What needs to be done: Gather each line of the entries below that includes "clone".

Input data:
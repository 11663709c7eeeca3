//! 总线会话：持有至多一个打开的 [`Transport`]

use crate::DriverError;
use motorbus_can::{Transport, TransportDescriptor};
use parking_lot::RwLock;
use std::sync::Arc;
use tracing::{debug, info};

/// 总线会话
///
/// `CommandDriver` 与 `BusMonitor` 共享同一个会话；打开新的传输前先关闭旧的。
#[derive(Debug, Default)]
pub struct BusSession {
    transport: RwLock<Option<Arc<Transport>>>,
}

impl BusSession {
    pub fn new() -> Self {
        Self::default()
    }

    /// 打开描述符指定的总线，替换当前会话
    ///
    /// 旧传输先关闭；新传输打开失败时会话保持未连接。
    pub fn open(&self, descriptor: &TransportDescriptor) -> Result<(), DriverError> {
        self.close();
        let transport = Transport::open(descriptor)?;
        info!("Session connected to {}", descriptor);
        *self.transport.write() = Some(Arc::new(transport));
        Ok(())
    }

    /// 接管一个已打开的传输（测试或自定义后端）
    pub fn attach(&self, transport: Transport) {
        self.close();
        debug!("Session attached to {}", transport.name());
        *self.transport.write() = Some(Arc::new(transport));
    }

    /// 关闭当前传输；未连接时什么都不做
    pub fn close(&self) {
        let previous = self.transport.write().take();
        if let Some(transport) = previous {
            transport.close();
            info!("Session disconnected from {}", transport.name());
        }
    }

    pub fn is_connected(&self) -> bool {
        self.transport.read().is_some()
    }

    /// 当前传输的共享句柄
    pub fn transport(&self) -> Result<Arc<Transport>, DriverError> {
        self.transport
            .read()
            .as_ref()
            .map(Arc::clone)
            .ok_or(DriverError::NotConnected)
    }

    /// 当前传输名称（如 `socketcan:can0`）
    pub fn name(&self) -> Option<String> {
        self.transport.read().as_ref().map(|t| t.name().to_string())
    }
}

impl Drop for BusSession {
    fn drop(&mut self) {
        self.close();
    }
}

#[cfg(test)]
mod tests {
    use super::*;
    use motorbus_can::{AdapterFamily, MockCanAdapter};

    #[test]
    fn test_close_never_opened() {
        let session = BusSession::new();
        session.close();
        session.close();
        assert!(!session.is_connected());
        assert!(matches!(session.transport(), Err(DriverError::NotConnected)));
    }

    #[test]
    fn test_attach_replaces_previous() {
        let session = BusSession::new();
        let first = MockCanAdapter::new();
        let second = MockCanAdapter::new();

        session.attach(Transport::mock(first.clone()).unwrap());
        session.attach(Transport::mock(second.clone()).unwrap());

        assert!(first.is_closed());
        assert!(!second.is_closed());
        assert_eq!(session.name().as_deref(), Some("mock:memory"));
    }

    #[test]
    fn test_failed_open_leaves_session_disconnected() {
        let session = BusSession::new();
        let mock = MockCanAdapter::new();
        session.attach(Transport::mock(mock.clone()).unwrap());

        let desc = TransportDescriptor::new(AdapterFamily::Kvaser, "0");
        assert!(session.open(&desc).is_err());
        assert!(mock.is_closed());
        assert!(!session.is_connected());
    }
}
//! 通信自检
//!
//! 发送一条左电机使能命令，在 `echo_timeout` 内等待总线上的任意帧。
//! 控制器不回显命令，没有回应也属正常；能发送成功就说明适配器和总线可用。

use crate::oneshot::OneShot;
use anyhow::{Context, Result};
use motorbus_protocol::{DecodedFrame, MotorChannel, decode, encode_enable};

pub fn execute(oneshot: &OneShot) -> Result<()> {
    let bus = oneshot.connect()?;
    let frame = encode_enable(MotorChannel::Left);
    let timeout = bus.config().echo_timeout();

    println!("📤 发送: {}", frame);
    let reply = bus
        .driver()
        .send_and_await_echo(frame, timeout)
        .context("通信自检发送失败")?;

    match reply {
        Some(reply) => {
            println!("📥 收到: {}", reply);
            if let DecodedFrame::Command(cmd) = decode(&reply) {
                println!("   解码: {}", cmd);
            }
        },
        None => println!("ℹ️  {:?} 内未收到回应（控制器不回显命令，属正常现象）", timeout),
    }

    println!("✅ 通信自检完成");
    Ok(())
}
...
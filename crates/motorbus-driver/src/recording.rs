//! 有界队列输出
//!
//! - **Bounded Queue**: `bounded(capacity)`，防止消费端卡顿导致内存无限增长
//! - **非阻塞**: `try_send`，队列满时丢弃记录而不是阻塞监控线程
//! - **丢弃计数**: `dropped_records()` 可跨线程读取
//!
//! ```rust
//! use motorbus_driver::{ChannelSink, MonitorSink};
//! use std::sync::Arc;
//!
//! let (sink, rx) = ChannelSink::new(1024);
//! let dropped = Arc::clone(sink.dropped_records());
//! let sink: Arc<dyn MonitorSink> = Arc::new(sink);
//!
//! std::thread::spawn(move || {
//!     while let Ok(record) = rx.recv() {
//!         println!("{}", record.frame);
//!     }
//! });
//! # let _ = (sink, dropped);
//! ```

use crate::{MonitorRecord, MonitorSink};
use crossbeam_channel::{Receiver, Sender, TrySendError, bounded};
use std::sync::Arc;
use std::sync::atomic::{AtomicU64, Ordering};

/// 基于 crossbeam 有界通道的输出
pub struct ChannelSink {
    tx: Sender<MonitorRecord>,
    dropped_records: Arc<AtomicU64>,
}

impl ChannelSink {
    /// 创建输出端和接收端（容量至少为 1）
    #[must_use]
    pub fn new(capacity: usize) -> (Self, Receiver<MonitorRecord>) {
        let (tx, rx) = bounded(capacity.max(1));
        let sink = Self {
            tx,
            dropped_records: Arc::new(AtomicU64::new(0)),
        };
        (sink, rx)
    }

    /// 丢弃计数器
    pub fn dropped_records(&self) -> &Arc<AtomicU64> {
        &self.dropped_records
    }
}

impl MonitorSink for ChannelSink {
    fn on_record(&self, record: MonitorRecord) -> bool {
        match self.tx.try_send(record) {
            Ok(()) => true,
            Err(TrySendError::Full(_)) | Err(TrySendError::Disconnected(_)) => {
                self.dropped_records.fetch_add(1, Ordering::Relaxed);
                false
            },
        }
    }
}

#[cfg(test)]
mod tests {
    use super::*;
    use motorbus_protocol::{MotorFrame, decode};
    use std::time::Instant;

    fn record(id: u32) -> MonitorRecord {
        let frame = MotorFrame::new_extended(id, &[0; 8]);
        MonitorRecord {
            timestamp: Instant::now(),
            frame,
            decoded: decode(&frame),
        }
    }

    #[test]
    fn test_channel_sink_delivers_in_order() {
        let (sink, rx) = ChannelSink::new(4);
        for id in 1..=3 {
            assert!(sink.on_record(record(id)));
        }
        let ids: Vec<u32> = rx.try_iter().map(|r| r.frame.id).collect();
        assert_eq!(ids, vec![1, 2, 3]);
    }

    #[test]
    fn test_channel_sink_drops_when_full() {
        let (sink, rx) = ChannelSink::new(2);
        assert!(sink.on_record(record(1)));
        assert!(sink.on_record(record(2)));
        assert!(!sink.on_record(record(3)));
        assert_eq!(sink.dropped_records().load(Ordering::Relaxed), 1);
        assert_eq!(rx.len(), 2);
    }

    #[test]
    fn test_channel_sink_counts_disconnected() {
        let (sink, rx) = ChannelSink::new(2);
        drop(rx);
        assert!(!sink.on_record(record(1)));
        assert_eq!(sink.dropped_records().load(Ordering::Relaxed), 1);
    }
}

Output:
            .map(Arc::clone)
        session.attach(Transport::mock(first.clone()).unwrap());
        session.attach(Transport::mock(second.clone()).unwrap());
        session.attach(Transport::mock(mock.clone()).unwrap());
//! let dropped = Arc::clone(sink.dropped_records());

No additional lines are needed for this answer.